The Price Of A Stamp On The Rise
An extra 2 cents will be tacked on to the already priced 42-cent stamp by the U.S. Postal Service starting in May.
Tuesday, the U.S. Postal Service announced that the price of a first-class stamp will be 44 cents on May 11.
From now until then, Forever Stamps will be available, which are 42-cent stamps that will remain valid in the future regardless of the rate hikes.
"The Postal Service is not immune to rising costs which are affecting homes and businesses across America today," said Postmaster General John Potter. "Even with the increases, the Postal Service continues to offer some of the lowest postage prices in the world."
Postage rates go up annually in May, and the prices are always announced in February.Â The change is tied to the rate inflation in the year before.
The 44-cent rate will cover the first ounce of first-class mail, while the normal 17 cents for each additional ounce will remain the same.
This increase will cost the average household $3-a-year, according to the postal officials estimate.
The Postal Service lost $2.8 billion last year and is predicted to be a much larger loss in the year ahead.

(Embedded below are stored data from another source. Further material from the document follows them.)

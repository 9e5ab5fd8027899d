//! Map command handlers
//!
//! With a repository path the command adds a mapping; without one it
//! lists existing mappings grouped by owning package.

use anyhow::Result;
use clap::Args;
use std::io::Write;

use super::output::Output;
use super::render;
use super::scope::PackageScope;
use crate::domain::ResourceMapping;
use crate::manager::{PackageManager, RepositoryManager};

#[derive(Args, Debug)]
pub struct MapArgs {
    /// Virtual repository path to map
    pub repository_path: Option<String>,

    /// Filesystem paths the repository path maps to
    pub paths: Vec<String>,

    #[command(flatten)]
    pub scope: PackageScope,
}

pub fn run<W, M>(args: MapArgs, out: &mut Output<W>, manager: &mut M) -> Result<()>
where
    W: Write,
    M: PackageManager + RepositoryManager,
{
    if let Some(repository_path) = &args.repository_path {
        if args.paths.is_empty() {
            anyhow::bail!("At least one filesystem path is required to add a mapping");
        }
        manager.add_resource_mapping(ResourceMapping::new(repository_path, args.paths.clone()))?;
        return Ok(());
    }

    let package_names = args.scope.resolve(&*manager);
    let groups: Vec<(String, Vec<ResourceMapping>)> = package_names
        .into_iter()
        .map(|name| {
            let mappings = manager.get_resource_mappings(&name);
            (name, mappings)
        })
        .collect();

    out.write_rendered(&render::render_mapping_list(&groups))?;
    Ok(())
}

#[cfg(test)]
mod tests {
    use super::*;
    use crate::manager::MemoryManager;

    fn args() -> MapArgs {
        MapArgs {
            repository_path: None,
            paths: Vec::new(),
            scope: PackageScope::default(),
        }
    }

    fn run_args(args: MapArgs, manager: &mut MemoryManager) -> Result<String> {
        let mut out = Output::new(Vec::new(), false);
        run(args, &mut out, manager)?;
        Ok(String::from_utf8(out.into_inner()).unwrap())
    }

    #[test]
    fn a_repository_path_adds_a_mapping_for_the_root_package() {
        let mut manager = MemoryManager::new("vendor/root", "/project");
        let mut add = args();
        add.repository_path = Some("/app".to_string());
        add.paths = vec!["res".to_string(), "assets".to_string()];

        let out = run_args(add, &mut manager).unwrap();

        assert_eq!(out, "");
        assert_eq!(
            manager.get_resource_mappings("vendor/root"),
            [ResourceMapping::new("/app", ["res", "assets"])]
        );
    }

    #[test]
    fn a_repository_path_without_filesystem_paths_is_rejected() {
        let mut manager = MemoryManager::new("vendor/root", "/project");
        let mut add = args();
        add.repository_path = Some("/app".to_string());

        let error = run_args(add, &mut manager).unwrap_err();
        assert!(error.to_string().contains("filesystem path"));
        assert!(manager.get_resource_mappings("vendor/root").is_empty());
    }

    #[test]
    fn listing_the_default_scope_prints_root_mappings_plainly() {
        let mut manager = MemoryManager::new("vendor/root", "/project");
        manager.insert_mapping("vendor/root", ResourceMapping::new("/app", ["res"]));

        let out = run_args(args(), &mut manager).unwrap();
        assert_eq!(out, "/app  res\n");
    }

    #[test]
    fn listing_all_packages_groups_by_owner() {
        let mut manager = MemoryManager::new("vendor/root", "/project");
        manager.add_package(crate::domain::Package::new(
            "vendor/blog",
            "/project/packages/blog",
            crate::domain::InstallInfo::new("packages/blog", "user"),
        ));
        manager.insert_mapping("vendor/root", ResourceMapping::new("/app", ["res"]));
        manager.insert_mapping(
            "vendor/blog",
            ResourceMapping::new("/acme/blog", ["resources"]),
        );

        let mut list = args();
        list.scope.all = true;

        let out = run_args(list, &mut manager).unwrap();
        let expected = concat!(
            "vendor/root\n",
            "/app  res\n",
            "\n",
            "vendor/blog\n",
            "/acme/blog  resources\n",
            "\n",
        );
        assert_eq!(out, expected);
    }
}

Officials felt that if there was a larger increase due to the extraordinary circumstances, then it would result in a greater decline in mail volume.
The post office has cut costs, reduced work hours, and asked Congress to ease requirements for advance funds for retiree benefits and to allow mail to be delivered five days a week instead of six.
Other changes that will take effect on May 11 are: the postcard stamp increases to 28 cents, the first ounce of large envelope increases to 88 cents, the first ounce of parcel increases to $1.22, and international postcard prices are increased as well.
Most Postal Service shipping services prices were adjusted in January and will not change in May.